Reset

The virtual shouting stops on the boat. My compulsion to check the noise evaporates with the loss of signal, the lack of Wi-Fi.  Once the grey green water of the harbour becomes ocean, the colour of a newborn’s eyes. A colour that holds the answers to everything.

When we arrive two hours later the blue changes again. Transparent and vibrant like blue heaven jelly. A giant bowl of it. Viewed from above the sharks and turtles and rays could be gummi lollies, if they weren’t moving. If they hadn’t been moving through these waters for thousands of years. Long before we came with all the awkward gear that allows us to breathe under water.

One of the first days. On the five-minute boat trip to the outer reef. We squint. It looks like a flipper, just piercing the glassy water in the distance. A dolphin? We draw closer. Engine cut. And there – barely below the surface, four metres of magnificence, mouth parts welcoming plankton. Silver, grey, black, and white – a giant silk handkerchief shimmering in the sun, billowing on the tide. A manta ray, gracing us with a moment of awe.

On another day it is dolphins, close enough to see their skin shining in the sunlight with each arc above the water.

Snorkelling off the beach. Impossibly sleek reef sharks glide close. Black and white tipped. Small eyed. Large nosed. Clown fish dart in and out of their protective anemones. Symbiosis. Ears submerged I hear parrot fish crunching coral. Their jewel tones on steroids and perfect fin flaps almost make even me believe in a god.

I hover clumsily next to unperturbed turtles. They breakfast while my breath moves noisily through my snorkel.  Blank black eyes focussed on each mouthful of sea grass or coral. The patterns on their heads and shells are intricate as fingerprints. Neck skin concertinaed in wrinkles. And when one glides off unhurried, I flap along beside her, eager to witness her surface for breath.

Each evening the birds return to the island. Hundreds and hundreds fly in on the sunset as it paints a golden red carpet on the water. I could walk into forever on it. In thirty seconds, a minute at most, as a reminder that the earth still turns, the last of the sun slips into the sea like a burning coin.

In between snorkels I read. Paper and ink books. Several.

For a week, whenever I close my eyes, fish, coral, sea stars, sea cucumbers, velvety clam lips, swirling fish, play on the inside of my eyelids. I didn’t take a camera into the water with me this time. Too distracting. I take my eyelid footage with me instead.
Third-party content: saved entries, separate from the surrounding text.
use std::path::PathBuf;
use std::time::Duration;

use serde::{Deserialize, Serialize};

/// Configuration for a [`LedgerService`](crate::LedgerService).
#[derive(Clone, Debug, Serialize, Deserialize)]
pub struct LedgerConfig {
    /// Leading zero hex characters required of every sealed block hash.
    ///
    /// Each extra unit multiplies expected seal work by 16; keep it small
    /// for interactive callers.
    pub difficulty: usize,
    /// Bounds on each proof-of-work search.
    pub mining: MiningConfig,
    /// When set, sealed blocks are appended to a block log at this path and
    /// the chain is rebuilt from it on startup.
    pub log_path: Option<PathBuf>,
}

impl Default for LedgerConfig {
    fn default() -> Self {
        Self {
            difficulty: 2,
            mining: MiningConfig::default(),
            log_path: None,
        }
    }
}

/// Bounds on the per-append proof-of-work search.
#[derive(Clone, Debug, Serialize, Deserialize)]
pub struct MiningConfig {
    /// How long a caller waits for a seal before it is abandoned with a
    /// mining timeout.
    pub deadline: Duration,
    /// Hard cap on nonce attempts per seal, independent of the deadline.
    pub max_iterations: Option<u64>,
}

impl Default for MiningConfig {
    fn default() -> Self {
        Self {
            deadline: Duration::from_secs(30),
            max_iterations: None,
        }
    }
}

#[cfg(test)]
mod tests {
    use super::*;

    #[test]
    fn default_config() {
        let c = LedgerConfig::default();
        assert_eq!(c.difficulty, 2);
        assert_eq!(c.mining.deadline, Duration::from_secs(30));
        assert!(c.mining.max_iterations.is_none());
        assert!(c.log_path.is_none());
    }

    #[test]
    fn serde_roundtrip() {
        let mut c = LedgerConfig::default();
        c.difficulty = 3;
        c.log_path = Some("ledger/chain.log".into());
        let json = serde_json::to_string(&c).unwrap();
        let parsed: LedgerConfig = serde_json::from_str(&json).unwrap();
        assert_eq!(parsed.difficulty, 3);
        assert_eq!(parsed.log_path, Some(PathBuf::from("ledger/chain.log")));
    }
}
The release from screen suction untethers me from the endless frenetic opinions and largely meaningless activity social media hurls into my brain. This passively acquired ‘content’ vacuums up my time and energy and adds nothing to my life.
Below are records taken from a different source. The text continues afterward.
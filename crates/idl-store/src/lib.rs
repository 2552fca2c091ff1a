//! Storage for the Identity Ledger (IDL).
//!
//! Two independent concerns live here:
//! - [`DocumentStore`] / [`InMemoryDocumentStore`]: the side table mapping
//!   document identifiers to fingerprints
//! - [`BlockLog`]: an append-only, CRC-framed, versioned file of sealed
//!   blocks for the persisted chain variant

pub mod error;
pub mod log;
pub mod memory;
pub mod traits;

pub use error::{StoreError, StoreResult};
pub use log::{BlockLog, LogConfig, SyncMode};
pub use memory::InMemoryDocumentStore;
pub use traits::DocumentStore;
I arrive home. Feelings mixed. I could have stayed and stayed. I am also relieved. The tension of possibly forgetting either or both of the two separately packed sets of medication I travel with releases. The fear of my Bipolar disorder wrecking our holiday evaporates. Because it didn’t happen. This time. It doesn’t have a good track record for respecting holidays.

I love being removed from the rest of the world. But there is a flip side. Travelling somewhere remote with no access to doctors, pharmacists and no means of contacting them, means I travel with an undercurrent of fear. The potential of having especially a psychotic episode when cut off from all of the support I need to treat it, fills me with horror.
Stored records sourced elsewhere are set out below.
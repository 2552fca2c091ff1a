use std::sync::mpsc;
use std::sync::{Mutex, RwLock};
use std::thread;
use std::time::{Duration, Instant};

use serde::{Deserialize, Serialize};
use tracing::{info, warn};

use idl_chain::{Block, ChainError, IdentityChain, MiningBudget, ValidationReport};
use idl_crypto::{ContentHasher, IdentityKeyPair};
use idl_store::{BlockLog, DocumentStore, InMemoryDocumentStore, LogConfig};
use idl_types::{IdentityRecord, MonotonicClock};

use crate::config::LedgerConfig;
use crate::error::ServiceError;

/// Extra wait beyond the mining deadline before the worker is declared
/// wedged. The worker checks its own deadline between nonce batches, so it
/// normally reports a timeout well inside this window.
const MINER_GRACE: Duration = Duration::from_secs(1);

/// Chain health summary reported to callers.
#[derive(Clone, Copy, Debug, PartialEq, Eq, Serialize, Deserialize)]
pub struct ChainStatus {
    /// Blocks in the chain, genesis included.
    pub block_count: usize,
    /// Whether every block hash recomputes and every link holds.
    pub is_valid: bool,
}

/// The identity ledger facade.
///
/// Combines the proof-of-work identity chain with the document fingerprint
/// table. One instance serves a whole process; construct it at the
/// composition root and share it by reference (it is `Send + Sync`).
///
/// # Concurrency
///
/// Appends are serialized by an internal writer mutex around the whole
/// read-tail/mine/commit sequence, so concurrent registrations queue
/// instead of racing for the chain tail. The seal itself runs on a
/// dedicated worker thread with the chain locks released — readers are
/// never starved by mining, and they never observe a partially appended
/// block because commits happen entirely under the write lock. The
/// document table has its own lock, independent of the chain's.
pub struct LedgerService {
    config: LedgerConfig,
    chain: RwLock<IdentityChain>,
    /// Single-writer lock for the append path.
    append: Mutex<()>,
    documents: InMemoryDocumentStore,
    log: Option<BlockLog>,
    clock: MonotonicClock,
}

impl LedgerService {
    /// Build a service from configuration.
    ///
    /// With `log_path` set, an existing block log is recovered and
    /// validated into the starting chain; a fresh log gets the new genesis
    /// block appended immediately.
    pub fn new(config: LedgerConfig) -> Result<Self, ServiceError> {
        let log = match &config.log_path {
            Some(path) => Some(BlockLog::open(path, LogConfig::default())?),
            None => None,
        };

        let chain = match &log {
            Some(log) => {
                let blocks = log.recover()?;
                if blocks.is_empty() {
                    let chain = IdentityChain::new(config.difficulty)?;
                    log.append(chain.latest_block()?)?;
                    chain
                } else {
                    let chain = IdentityChain::from_blocks(blocks, config.difficulty)?;
                    info!(blocks = chain.len(), "chain recovered from block log");
                    chain
                }
            }
            None => IdentityChain::new(config.difficulty)?,
        };

        Ok(Self {
            config,
            chain: RwLock::new(chain),
            append: Mutex::new(()),
            documents: InMemoryDocumentStore::new(),
            log,
            clock: MonotonicClock::new(),
        })
    }

    /// Register a new identity and return its key pair.
    ///
    /// The private key is handed to the caller and not retained anywhere in
    /// the service; it cannot be re-derived from chain state. A
    /// [`ChainError::MiningTimeout`] is recoverable — the chain is left
    /// unchanged and the call can be retried.
    pub fn create_identity(&self, user_id: &str) -> Result<IdentityKeyPair, ServiceError> {
        let keys = IdentityKeyPair::generate(self.clock.now_ms());
        let record = IdentityRecord::new(user_id, keys.public_key());
        self.append_record(record)?;
        info!(user_id, "identity created");
        Ok(keys)
    }

    /// Returns `true` if an identity record exists for `user_id`.
    pub fn verify_identity(&self, user_id: &str) -> bool {
        self.find_identity(user_id).is_some()
    }

    /// The newest identity record for `user_id`, if any.
    pub fn find_identity(&self, user_id: &str) -> Option<IdentityRecord> {
        self.chain
            .read()
            .expect("chain lock poisoned")
            .verify_identity(user_id)
            .cloned()
    }

    /// Issue an opaque fingerprint for a document identifier.
    ///
    /// The fingerprint is time-salted, **not** derived from document
    /// content, and is stable: repeated calls for the same identifier
    /// return the first issued value. Use
    /// [`store_document_hash`](Self::store_document_hash) when the actual
    /// content is available — the two entry points do not agree in
    /// general.
    pub fn issue_document_hash(&self, document_id: &str) -> Result<String, ServiceError> {
        if let Some(existing) = self.documents.get(document_id)? {
            return Ok(existing);
        }
        let preimage = format!("{document_id}-{}", self.clock.now_ms());
        let fingerprint = ContentHasher::DOCUMENT.hash(preimage.as_bytes()).to_hex();
        let winner = self.documents.put_if_absent(document_id, fingerprint)?;
        Ok(winner)
    }

    /// Store the content-addressed fingerprint for a document.
    ///
    /// Always recomputes from `content` and overwrites any cached value,
    /// including one issued by
    /// [`issue_document_hash`](Self::issue_document_hash).
    pub fn store_document_hash(
        &self,
        document_id: &str,
        content: &[u8],
    ) -> Result<String, ServiceError> {
        let fingerprint = ContentHasher::DOCUMENT.hash(content).to_hex();
        self.documents.put(document_id, fingerprint.clone())?;
        Ok(fingerprint)
    }

    /// Chain length and integrity at a consistent snapshot.
    pub fn chain_status(&self) -> ChainStatus {
        let chain = self.chain.read().expect("chain lock poisoned");
        ChainStatus {
            block_count: chain.len(),
            is_valid: chain.is_valid(),
        }
    }

    /// The detailed validation report behind [`chain_status`](Self::chain_status).
    pub fn validate(&self) -> ValidationReport {
        self.chain.read().expect("chain lock poisoned").validate()
    }

    /// A consistent snapshot of the sealed blocks, genesis first.
    pub fn blocks(&self) -> Vec<Block> {
        self.chain
            .read()
            .expect("chain lock poisoned")
            .blocks()
            .to_vec()
    }

    /// The whole read-tail → mine → commit critical section.
    fn append_record(&self, record: IdentityRecord) -> Result<(), ServiceError> {
        let _writer = self.append.lock().expect("append mutex poisoned");

        let candidate = {
            let mut chain = self.chain.write().expect("chain lock poisoned");
            chain.submit(record.clone());
            match chain.candidate() {
                Ok(candidate) => candidate,
                Err(e) => {
                    chain.retract(&record.user_id);
                    return Err(e.into());
                }
            }
        };

        // Chain locks are released while the worker mines; only the append
        // mutex stays held, which is what keeps the tail stable.
        match self.mine(candidate) {
            Ok(block) => {
                let mut chain = self.chain.write().expect("chain lock poisoned");
                match chain.commit(block) {
                    Ok(block) => {
                        if let Some(log) = &self.log {
                            log.append(block)?;
                        }
                        Ok(())
                    }
                    Err(e) => {
                        chain.retract(&record.user_id);
                        Err(e.into())
                    }
                }
            }
            Err(e) => {
                self.retract_pending(&record.user_id);
                Err(e)
            }
        }
    }

    /// Seal `candidate` on a dedicated worker thread.
    ///
    /// The caller waits on a channel for up to the configured deadline
    /// (plus grace); the worker carries the same deadline in its mining
    /// budget, so the normal timeout path is the worker reporting
    /// [`ChainError::MiningTimeout`] itself. The cancellation flag covers
    /// the backstop path where the worker misses the deadline check.
    fn mine(&self, mut candidate: Block) -> Result<Block, ServiceError> {
        let difficulty = self.config.difficulty;
        let deadline = self.config.mining.deadline;

        let mut budget = MiningBudget::unbounded().with_deadline(Instant::now() + deadline);
        if let Some(max) = self.config.mining.max_iterations {
            budget = budget.with_max_iterations(max);
        }
        let cancel = budget.cancel_flag();

        let (tx, rx) = mpsc::channel();
        thread::spawn(move || {
            let result = candidate.seal(difficulty, &budget).map(|_| candidate);
            let _ = tx.send(result);
        });

        match rx.recv_timeout(deadline + MINER_GRACE) {
            Ok(Ok(block)) => Ok(block),
            Ok(Err(e)) => {
                if matches!(e, ChainError::MiningTimeout { .. }) {
                    warn!(difficulty, deadline_ms = deadline.as_millis() as u64, "seal abandoned");
                }
                Err(e.into())
            }
            Err(mpsc::RecvTimeoutError::Timeout) => {
                cancel.cancel();
                warn!(difficulty, "mining worker missed its deadline; cancelled");
                Err(ServiceError::MinerUnavailable)
            }
            Err(mpsc::RecvTimeoutError::Disconnected) => Err(ServiceError::MinerUnavailable),
        }
    }

    fn retract_pending(&self, user_id: &str) {
        self.chain
            .write()
            .expect("chain lock poisoned")
            .retract(user_id);
    }
}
My re-entry into signal, Wi-Fi, and responsibilities is an opportunity for a reset. Pruning and muting the unnecessary followings. Being a bit more mindful about the world my phone dumps into my head when I pick it up. Reading paper and ink books at bedtime…

And when things get hectic again – because they will – I will dip into one of my favourite pieces of footage from the time away:

On the last day. In the water. Just off the edge of the reef. Magic appears with the majestic passage of three mantas below us. Close enough for sunlight to make them shine and glisten with each leisurely flap of their wings. Impossible for anything else to exist in this bubble of time. They gradually dissolve into the deep and leave behind joy, a lifelong memory, and an elated expression on my daughter’s face.